Items listed in a dataset:
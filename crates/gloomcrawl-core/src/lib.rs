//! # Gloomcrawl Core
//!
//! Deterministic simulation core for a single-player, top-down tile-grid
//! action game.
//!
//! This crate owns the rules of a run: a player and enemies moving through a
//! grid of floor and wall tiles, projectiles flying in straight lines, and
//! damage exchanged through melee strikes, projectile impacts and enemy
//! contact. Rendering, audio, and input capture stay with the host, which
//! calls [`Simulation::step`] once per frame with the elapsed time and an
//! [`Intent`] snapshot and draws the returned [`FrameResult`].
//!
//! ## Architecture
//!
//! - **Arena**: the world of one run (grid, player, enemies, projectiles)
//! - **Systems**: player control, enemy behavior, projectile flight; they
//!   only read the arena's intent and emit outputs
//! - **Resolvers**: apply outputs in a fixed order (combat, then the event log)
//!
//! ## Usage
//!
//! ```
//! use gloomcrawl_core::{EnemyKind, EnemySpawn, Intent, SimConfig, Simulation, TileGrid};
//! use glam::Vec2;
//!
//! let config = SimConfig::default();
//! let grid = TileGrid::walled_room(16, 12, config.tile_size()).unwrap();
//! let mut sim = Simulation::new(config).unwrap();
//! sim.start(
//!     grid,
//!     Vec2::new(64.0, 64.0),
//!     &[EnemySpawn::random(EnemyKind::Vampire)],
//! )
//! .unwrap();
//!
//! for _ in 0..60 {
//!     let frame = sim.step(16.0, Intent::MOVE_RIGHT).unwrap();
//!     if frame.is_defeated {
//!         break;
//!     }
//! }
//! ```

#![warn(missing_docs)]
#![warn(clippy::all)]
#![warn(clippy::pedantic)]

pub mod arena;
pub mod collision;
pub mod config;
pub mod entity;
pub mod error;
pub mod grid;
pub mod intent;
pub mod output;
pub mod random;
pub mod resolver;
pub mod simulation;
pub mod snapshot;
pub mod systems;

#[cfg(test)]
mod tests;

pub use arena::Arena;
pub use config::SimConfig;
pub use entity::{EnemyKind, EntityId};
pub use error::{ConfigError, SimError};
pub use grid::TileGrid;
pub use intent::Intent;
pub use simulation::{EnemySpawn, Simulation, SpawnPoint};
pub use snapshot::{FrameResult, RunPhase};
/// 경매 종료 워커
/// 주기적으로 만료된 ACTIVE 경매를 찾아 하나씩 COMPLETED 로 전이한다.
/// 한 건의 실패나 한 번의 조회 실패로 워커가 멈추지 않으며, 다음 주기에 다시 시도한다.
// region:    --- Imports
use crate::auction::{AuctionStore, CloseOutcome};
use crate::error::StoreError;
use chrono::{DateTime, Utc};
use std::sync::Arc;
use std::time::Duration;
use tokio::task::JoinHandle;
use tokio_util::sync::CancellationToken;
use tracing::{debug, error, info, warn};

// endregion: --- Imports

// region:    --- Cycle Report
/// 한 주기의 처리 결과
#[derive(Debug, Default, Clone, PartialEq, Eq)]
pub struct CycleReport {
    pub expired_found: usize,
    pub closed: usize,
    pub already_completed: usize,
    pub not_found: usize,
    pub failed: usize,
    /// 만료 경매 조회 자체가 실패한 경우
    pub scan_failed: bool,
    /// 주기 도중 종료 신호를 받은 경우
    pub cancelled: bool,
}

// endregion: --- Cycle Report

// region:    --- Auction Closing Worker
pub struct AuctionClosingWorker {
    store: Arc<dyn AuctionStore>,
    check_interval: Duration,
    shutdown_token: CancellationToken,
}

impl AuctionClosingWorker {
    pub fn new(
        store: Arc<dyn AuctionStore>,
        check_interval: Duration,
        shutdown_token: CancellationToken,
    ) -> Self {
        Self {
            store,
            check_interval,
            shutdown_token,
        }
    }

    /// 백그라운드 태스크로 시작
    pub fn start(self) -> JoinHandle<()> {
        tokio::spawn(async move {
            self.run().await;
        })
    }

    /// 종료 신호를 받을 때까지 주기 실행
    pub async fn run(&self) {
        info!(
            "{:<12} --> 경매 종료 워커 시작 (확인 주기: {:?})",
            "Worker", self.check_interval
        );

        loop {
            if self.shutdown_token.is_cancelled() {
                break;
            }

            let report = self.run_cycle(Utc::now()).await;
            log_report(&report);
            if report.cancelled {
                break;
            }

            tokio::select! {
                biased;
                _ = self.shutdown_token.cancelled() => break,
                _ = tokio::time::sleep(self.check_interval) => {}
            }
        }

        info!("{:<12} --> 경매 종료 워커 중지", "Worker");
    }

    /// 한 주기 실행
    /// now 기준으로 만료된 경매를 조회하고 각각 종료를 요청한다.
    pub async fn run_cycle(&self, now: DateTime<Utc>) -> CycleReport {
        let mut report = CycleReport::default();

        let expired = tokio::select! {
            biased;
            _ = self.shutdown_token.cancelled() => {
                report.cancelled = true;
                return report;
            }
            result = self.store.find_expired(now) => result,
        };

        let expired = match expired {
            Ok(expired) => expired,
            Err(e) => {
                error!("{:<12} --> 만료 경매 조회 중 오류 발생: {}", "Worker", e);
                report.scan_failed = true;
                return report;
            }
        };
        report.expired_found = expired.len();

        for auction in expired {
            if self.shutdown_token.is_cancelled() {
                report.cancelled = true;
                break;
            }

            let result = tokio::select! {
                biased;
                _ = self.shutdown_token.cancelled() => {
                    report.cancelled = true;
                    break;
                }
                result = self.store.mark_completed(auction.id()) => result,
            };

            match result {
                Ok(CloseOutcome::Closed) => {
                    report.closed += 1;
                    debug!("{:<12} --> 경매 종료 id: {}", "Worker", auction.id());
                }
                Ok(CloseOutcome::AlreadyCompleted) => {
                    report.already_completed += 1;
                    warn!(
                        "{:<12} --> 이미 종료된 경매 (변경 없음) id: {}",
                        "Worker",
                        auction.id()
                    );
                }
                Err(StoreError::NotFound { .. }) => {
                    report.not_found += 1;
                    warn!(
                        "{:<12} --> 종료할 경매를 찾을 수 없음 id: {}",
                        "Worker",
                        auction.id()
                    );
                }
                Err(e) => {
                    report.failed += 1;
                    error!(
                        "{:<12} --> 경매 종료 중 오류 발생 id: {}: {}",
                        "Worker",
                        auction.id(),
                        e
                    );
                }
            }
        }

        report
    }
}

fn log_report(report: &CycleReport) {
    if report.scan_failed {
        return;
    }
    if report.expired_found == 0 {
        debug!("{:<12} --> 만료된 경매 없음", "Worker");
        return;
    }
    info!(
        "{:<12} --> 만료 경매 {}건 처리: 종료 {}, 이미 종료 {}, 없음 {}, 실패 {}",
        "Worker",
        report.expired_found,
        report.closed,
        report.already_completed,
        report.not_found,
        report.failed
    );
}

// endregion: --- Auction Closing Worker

---

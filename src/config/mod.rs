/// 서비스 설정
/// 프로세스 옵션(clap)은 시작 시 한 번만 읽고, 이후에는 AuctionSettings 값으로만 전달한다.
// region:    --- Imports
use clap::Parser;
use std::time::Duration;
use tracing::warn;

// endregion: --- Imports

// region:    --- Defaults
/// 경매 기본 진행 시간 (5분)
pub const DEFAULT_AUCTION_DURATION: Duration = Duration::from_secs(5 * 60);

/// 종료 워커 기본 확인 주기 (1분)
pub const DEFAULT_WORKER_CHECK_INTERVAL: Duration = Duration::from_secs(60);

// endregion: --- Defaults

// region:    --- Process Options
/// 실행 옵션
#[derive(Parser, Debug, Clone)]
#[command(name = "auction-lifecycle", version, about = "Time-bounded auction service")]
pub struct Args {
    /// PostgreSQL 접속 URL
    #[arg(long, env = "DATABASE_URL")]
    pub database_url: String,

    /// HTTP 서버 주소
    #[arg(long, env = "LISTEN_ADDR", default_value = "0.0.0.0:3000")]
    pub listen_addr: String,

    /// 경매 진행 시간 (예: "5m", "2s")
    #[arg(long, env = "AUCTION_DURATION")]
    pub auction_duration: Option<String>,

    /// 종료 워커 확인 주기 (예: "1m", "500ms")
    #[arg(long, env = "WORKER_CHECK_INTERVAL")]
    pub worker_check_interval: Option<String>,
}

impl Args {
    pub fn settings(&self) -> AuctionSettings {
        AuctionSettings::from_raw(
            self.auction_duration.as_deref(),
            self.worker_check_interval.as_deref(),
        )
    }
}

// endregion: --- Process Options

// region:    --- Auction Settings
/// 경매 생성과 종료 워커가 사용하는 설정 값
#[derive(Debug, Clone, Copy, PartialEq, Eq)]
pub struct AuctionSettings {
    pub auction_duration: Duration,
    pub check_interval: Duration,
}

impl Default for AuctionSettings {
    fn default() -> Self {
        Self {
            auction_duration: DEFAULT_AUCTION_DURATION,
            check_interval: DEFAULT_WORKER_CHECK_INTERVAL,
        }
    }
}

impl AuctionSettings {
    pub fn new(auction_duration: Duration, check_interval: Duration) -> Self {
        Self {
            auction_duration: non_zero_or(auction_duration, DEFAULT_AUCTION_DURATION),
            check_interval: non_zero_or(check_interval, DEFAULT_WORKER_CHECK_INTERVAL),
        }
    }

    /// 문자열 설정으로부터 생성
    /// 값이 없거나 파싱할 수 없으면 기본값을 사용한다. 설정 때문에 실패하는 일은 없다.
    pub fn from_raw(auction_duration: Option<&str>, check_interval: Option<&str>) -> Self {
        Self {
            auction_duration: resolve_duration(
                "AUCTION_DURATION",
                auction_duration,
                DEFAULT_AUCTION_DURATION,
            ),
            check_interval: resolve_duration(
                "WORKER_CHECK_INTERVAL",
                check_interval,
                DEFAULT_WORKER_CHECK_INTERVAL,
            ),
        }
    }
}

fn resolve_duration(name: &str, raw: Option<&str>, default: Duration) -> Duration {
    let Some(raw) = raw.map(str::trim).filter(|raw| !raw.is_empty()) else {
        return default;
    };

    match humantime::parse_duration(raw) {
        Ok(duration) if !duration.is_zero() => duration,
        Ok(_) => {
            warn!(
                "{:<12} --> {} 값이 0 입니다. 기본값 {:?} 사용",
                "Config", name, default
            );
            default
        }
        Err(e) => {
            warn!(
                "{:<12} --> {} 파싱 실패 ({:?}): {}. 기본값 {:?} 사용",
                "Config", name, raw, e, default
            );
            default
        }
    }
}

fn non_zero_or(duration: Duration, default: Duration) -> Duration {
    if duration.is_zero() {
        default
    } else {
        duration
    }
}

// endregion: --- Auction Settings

**Your objective**
Find the word "select" in the entries above and gather every line that holds it.

**Result of the task**
            tokio::select! {
        let expired = tokio::select! {
            let result = tokio::select! {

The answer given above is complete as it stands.